I have voted in every election since my first in 1972 and after Mom moved back to Eville, always voted at Her polling place, where she proudly showed me off to her buddies. She roped me (and Casey) into volunteering and we spent several Election Nights celebrating at Republican HQ (they don’t call it the GOP for nothing: open bar).

During Mom’s lifetime I would have Never admitted to her that I had voted any way other than Republican. She always said she wouldn’t vote for Jesus Christ if he was on the Democratic ticket — or as Dad called them, “the damn dims”. We have witnessed what that attitude has done to the Republican Party in the last 5 years… She would have drank the kool-aid and worn the hat, I think, as have most of the rest of my family. Still, I’ve been sad to see how ugly the GOP has gotten and I don’t think it represents what my mom (or I) believed in…

But I still believe in the Power of our Vote. I’ve picked the loser on many an occasion, but never doubted the integrity of our elections or the grassroots volunteers who work their asses off to assure that our Vote counts. Since 2016 I’ve developed a skeptical streak, but I remember my mom, opinionated and biased as hell, but honest, and Thank all of the folks who volunteer for the work they do to keep Democracy going.

2016 also opened my eyes to the people who don’t vote—I really thought Everybody voted, or almost, when in actuality it generally runs between 50 and 60 percent nationally. This year, as we read about the record-setting early voting, it remains to be seen if it is really an increase. Rightfully, there should be At Least 90% of Americans voting. I’d love to see that.

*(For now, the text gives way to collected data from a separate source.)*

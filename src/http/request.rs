//! # Parsing de Requests HTTP/1.1
//! src/http/request.rs
//!
//! Este módulo implementa el parser HTTP desde cero, sobre el buffer crudo
//! que el servidor leyó del socket.
//!
//! ## Formato de un Request HTTP/1.1
//!
//! ```text
//! GET /echo/hola HTTP/1.1\r\n
//! Host: localhost:4221\r\n
//! User-Agent: curl/7.68.0\r\n
//! \r\n
//! ```
//!
//! ## Componentes
//!
//! 1. **Request Line**: `METHOD /path VERSION`
//! 2. **Headers**: Pares `Name: Value` (uno por línea)
//! 3. **Empty Line**: `\r\n` que separa headers del body
//! 4. **Body**: una única línea final (solo usada por POST /files)
//!
//! El servidor hace una sola lectura de tamaño fijo por conexión, así que
//! el buffer puede venir truncado o con padding de NULs; el parser trabaja
//! sobre lo que haya.

use std::collections::HashMap;

/// Representa un request HTTP parseado
///
/// Inmutable después de construirse: se parsea una vez por conexión y se
/// descarta cuando el handler termina.
#[derive(Debug, Clone)]
pub struct Request {
    /// Método HTTP tal como llegó (ej: "GET", "POST")
    method: String,

    /// Path de la petición (ej: "/echo/hola")
    path: String,

    /// Versión HTTP (ej: "HTTP/1.1")
    version: String,

    /// Headers HTTP (ej: {"Host": "localhost:4221"})
    headers: HashMap<String, String>,

    /// Última línea cruda del request; para POST es el contenido del body
    body_line: String,
}

/// Errores que pueden ocurrir durante el parsing
#[derive(Debug, Clone, PartialEq, Eq)]
pub enum ParseError {
    /// Request vacío (solo whitespace o NULs)
    EmptyRequest,

    /// La request line no tiene los 3 campos `METHOD PATH VERSION`
    MalformedRequestLine(String),
}

impl std::fmt::Display for ParseError {
    fn fmt(&self, f: &mut std::fmt::Formatter<'_>) -> std::fmt::Result {
        match self {
            ParseError::EmptyRequest => write!(f, "Empty request"),
            ParseError::MalformedRequestLine(line) => {
                write!(f, "Malformed request line: {:?}", line)
            }
        }
    }
}

impl std::error::Error for ParseError {}

/// Extrae los headers de las líneas de un request
///
/// Las líneas de headers ocupan `lines[1..last]`. Para un método sin body
/// (GET) el bloque de headers llega hasta el final; para cualquier otro
/// método la última línea se reserva para el body y queda fuera.
///
/// Reglas:
/// - Líneas sin `:` se ignoran en silencio (incluye la línea vacía que
///   separa headers del body).
/// - Se separa solo en el primer `:`; nombre y valor se recortan de
///   whitespace (eso también elimina el `\r` final de cada línea).
/// - Headers duplicados: gana la última aparición.
fn extract_headers(method: &str, lines: &[&str]) -> HashMap<String, String> {
    let mut headers = HashMap::new();

    let last_header = if method == "GET" {
        lines.len()
    } else {
        lines.len().saturating_sub(1)
    };

    for line in lines.iter().take(last_header).skip(1) {
        if let Some(colon_pos) = line.find(':') {
            let name = line[..colon_pos].trim().to_string();
            let value = line[colon_pos + 1..].trim().to_string();
            headers.insert(name, value);
        }
    }

    headers
}

impl Request {
    /// Parsea un request HTTP desde el buffer leído del socket
    ///
    /// # Retorna
    ///
    /// * `Ok(Request)` - Request parseado exitosamente
    /// * `Err(ParseError)` - Buffer vacío o request line sin 3 campos
    ///
    /// # Ejemplo
    ///
    /// ```
    /// use mini_http::http::Request;
    ///
    /// let raw = b"GET /echo/hola HTTP/1.1\r\nHost: localhost:4221\r\n\r\n";
    /// let request = Request::parse(raw).unwrap();
    ///
    /// assert_eq!(request.method(), "GET");
    /// assert_eq!(request.path(), "/echo/hola");
    /// assert_eq!(request.header("Host"), Some("localhost:4221"));
    /// ```
    pub fn parse(buffer: &[u8]) -> Result<Self, ParseError> {
        // Conversión lossy: un request con bytes no-UTF8 no debe tirar el
        // handler, simplemente no va a matchear ninguna ruta
        let request_str = String::from_utf8_lossy(buffer);

        if request_str.trim_matches(|c: char| c.is_whitespace() || c == '\0').is_empty() {
            return Err(ParseError::EmptyRequest);
        }

        // Separar por '\n'; el '\r' residual se recorta al trimear
        let lines: Vec<&str> = request_str.split('\n').collect();

        // 1. Parsear la request line (primera línea)
        let request_line = lines[0];
        let fields: Vec<&str> = request_line.split_whitespace().collect();

        // Debe tener al menos 3 campos: METHOD PATH VERSION.
        // Indexar sin este guard sería un panic con input hostil.
        if fields.len() < 3 {
            return Err(ParseError::MalformedRequestLine(request_line.trim().to_string()));
        }

        let method = fields[0].to_string();
        let path = fields[1].to_string();
        let version = fields[2].to_string();

        // 2. Extraer headers (el bloque depende de si el método lleva body)
        let headers = extract_headers(&method, &lines);

        // 3. Última línea cruda; la lectura es de tamaño fijo, así que
        // recortamos el padding de NULs
        let body_line = lines
            .last()
            .map(|line| line.trim_matches('\0').to_string())
            .unwrap_or_default();

        Ok(Request {
            method,
            path,
            version,
            headers,
            body_line,
        })
    }

    // === Métodos públicos para acceder a los campos ===

    /// Obtiene el método HTTP del request
    pub fn method(&self) -> &str {
        &self.method
    }

    /// Obtiene el path del request
    pub fn path(&self) -> &str {
        &self.path
    }

    /// Obtiene la versión HTTP
    pub fn version(&self) -> &str {
        &self.version
    }

    /// Obtiene todos los headers
    pub fn headers(&self) -> &HashMap<String, String> {
        &self.headers
    }

    /// Obtiene un header específico
    ///
    /// # Ejemplo
    /// ```
    /// use mini_http::http::Request;
    ///
    /// let raw = b"GET /user-agent HTTP/1.1\r\nUser-Agent: foo/1.0\r\n\r\n";
    /// let request = Request::parse(raw).unwrap();
    ///
    /// assert_eq!(request.header("User-Agent"), Some("foo/1.0"));
    /// assert_eq!(request.header("Missing"), None);
    /// ```
    pub fn header(&self, name: &str) -> Option<&str> {
        self.headers.get(name).map(|s| s.as_str())
    }

    /// Obtiene la última línea cruda del request (el body para POST)
    pub fn body_line(&self) -> &str {
        &self.body_line
    }
}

It was 18 years ago yesterday that Mom passed over. We buried her on November 5, 2002, which just happened to be a local/state election day. The church where we held the service was also a polling station. As we rolled her casket out, the poll workers stood quietly and for just a second the bustle stopped… It was so fitting…

“No party holds the privilege of dictating to me how I shall vote. If loyalty to party is a form of patriotism, I am no patriot. If there is any valuable difference between a monarchist and an American, it lies in the theory that the American can decide for himself what is patriotic and what isn’t. I claim that difference. I am the only person in the sixty millions that is privileged to dictate my patriotism.”